(Beginning of DATA IN THIS EXERCISE)
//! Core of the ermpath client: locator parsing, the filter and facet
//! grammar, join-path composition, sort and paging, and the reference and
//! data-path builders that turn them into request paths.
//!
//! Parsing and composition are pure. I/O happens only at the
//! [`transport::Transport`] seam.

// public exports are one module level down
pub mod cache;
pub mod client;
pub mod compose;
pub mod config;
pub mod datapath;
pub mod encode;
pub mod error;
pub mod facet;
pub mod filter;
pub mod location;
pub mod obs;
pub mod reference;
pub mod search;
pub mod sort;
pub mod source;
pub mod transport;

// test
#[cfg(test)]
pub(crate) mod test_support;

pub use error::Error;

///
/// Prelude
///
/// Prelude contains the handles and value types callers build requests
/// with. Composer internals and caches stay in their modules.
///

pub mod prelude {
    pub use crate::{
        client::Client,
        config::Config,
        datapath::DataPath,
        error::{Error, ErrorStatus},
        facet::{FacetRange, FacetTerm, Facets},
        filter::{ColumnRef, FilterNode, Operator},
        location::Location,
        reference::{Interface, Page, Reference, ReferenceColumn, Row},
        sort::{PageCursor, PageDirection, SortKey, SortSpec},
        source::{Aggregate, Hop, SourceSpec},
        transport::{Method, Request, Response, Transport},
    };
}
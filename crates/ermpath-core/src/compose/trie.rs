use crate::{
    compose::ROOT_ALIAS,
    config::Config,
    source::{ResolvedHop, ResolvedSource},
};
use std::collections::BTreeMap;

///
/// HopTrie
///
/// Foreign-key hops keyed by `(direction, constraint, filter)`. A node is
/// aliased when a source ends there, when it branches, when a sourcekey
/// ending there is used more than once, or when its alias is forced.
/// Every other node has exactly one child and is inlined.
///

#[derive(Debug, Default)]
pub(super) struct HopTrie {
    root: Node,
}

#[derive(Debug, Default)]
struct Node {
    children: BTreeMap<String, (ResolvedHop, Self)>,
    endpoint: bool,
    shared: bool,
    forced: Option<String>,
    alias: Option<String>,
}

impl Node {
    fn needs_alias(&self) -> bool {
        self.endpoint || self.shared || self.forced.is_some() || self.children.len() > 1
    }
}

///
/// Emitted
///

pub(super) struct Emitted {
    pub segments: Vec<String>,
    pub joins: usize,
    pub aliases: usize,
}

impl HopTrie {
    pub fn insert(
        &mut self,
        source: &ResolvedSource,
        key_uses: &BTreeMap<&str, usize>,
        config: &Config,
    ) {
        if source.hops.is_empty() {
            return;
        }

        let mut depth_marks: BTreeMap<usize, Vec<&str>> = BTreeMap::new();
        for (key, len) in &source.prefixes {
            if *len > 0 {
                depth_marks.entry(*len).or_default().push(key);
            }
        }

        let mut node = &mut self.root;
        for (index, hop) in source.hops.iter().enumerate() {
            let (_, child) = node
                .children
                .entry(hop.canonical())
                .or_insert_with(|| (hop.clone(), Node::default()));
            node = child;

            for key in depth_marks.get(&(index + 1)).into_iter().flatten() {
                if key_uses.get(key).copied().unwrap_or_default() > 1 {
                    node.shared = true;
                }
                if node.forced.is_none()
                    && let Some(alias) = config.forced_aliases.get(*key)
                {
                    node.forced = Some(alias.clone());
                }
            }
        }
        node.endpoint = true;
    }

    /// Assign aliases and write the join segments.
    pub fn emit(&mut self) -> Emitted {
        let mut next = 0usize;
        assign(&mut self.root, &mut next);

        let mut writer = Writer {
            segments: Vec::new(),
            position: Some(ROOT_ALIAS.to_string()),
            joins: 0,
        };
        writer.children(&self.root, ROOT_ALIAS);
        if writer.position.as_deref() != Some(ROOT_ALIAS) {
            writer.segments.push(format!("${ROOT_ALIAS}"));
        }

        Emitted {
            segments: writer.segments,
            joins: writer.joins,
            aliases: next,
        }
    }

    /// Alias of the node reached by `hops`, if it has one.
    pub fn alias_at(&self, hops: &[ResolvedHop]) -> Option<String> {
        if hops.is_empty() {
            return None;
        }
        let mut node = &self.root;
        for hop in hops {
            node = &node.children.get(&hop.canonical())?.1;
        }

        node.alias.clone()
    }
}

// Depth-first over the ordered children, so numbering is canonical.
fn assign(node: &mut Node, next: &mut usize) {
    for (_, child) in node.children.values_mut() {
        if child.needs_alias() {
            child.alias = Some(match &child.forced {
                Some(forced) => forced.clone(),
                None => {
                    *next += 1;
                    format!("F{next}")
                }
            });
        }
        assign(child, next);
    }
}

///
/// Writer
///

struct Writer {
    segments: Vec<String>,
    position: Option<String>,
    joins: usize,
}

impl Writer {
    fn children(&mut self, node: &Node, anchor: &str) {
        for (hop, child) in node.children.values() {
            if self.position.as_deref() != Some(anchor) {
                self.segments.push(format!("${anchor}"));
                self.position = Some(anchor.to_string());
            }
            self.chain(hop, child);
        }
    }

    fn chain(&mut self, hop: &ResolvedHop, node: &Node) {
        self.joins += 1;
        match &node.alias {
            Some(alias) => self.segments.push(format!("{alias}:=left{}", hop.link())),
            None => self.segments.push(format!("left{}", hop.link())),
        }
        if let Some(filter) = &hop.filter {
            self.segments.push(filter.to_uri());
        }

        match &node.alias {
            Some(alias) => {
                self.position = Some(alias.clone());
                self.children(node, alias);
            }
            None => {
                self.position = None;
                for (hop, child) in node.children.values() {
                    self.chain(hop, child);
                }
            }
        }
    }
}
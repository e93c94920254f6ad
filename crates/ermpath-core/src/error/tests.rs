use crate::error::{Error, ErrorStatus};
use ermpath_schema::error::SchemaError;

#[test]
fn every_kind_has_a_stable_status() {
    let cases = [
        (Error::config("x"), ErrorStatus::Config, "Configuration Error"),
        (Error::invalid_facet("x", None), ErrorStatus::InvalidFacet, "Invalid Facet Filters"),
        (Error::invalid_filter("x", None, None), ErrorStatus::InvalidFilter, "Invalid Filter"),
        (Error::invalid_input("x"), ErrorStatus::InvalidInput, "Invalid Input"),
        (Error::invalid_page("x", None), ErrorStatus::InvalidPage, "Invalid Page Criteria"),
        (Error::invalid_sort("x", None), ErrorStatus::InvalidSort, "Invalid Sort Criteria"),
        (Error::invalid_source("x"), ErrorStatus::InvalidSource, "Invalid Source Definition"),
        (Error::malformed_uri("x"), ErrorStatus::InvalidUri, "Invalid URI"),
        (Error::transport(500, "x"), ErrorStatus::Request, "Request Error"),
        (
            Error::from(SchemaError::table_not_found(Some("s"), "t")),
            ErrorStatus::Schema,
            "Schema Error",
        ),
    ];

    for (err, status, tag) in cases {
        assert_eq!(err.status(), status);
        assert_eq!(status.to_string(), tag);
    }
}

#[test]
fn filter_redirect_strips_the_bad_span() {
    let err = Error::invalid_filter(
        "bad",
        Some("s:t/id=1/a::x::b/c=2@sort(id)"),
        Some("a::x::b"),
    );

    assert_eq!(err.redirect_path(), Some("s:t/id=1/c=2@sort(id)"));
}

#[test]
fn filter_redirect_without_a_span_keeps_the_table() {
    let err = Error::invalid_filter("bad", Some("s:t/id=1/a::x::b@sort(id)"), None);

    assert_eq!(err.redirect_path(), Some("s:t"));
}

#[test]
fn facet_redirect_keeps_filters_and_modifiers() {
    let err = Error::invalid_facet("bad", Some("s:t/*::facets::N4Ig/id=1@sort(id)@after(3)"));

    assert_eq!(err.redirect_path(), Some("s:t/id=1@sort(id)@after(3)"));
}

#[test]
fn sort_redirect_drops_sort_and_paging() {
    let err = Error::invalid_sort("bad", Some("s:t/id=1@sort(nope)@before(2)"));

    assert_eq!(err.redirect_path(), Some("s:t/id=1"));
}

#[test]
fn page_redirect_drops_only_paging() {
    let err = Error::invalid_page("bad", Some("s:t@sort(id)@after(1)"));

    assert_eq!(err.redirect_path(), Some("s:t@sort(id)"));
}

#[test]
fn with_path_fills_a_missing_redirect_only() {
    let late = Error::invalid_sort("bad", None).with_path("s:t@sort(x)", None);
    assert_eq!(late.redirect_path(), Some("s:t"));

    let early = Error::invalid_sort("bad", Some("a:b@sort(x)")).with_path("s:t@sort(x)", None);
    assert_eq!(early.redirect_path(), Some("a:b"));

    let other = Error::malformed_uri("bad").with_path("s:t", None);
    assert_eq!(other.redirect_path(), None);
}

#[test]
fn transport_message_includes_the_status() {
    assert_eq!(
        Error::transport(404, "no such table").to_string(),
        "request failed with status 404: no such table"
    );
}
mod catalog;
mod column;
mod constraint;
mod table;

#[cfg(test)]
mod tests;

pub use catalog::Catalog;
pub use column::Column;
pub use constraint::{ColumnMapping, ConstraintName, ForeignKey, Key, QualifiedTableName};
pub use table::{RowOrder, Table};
(End of DATA IN THIS EXERCISE)
REQUIRED WORK:
Extract exactly the leading lines of the data, stopping at and including the line with "pub mod datapath;".

SOLUTION:
//! Core of the ermpath client: locator parsing, the filter and facet
//! grammar, join-path composition, sort and paging, and the reference and
//! data-path builders that turn them into request paths.
//!
//! Parsing and composition are pure. I/O happens only at the
//! [`transport::Transport`] seam.

// public exports are one module level down
pub mod cache;
pub mod client;
pub mod compose;
pub mod config;
pub mod datapath;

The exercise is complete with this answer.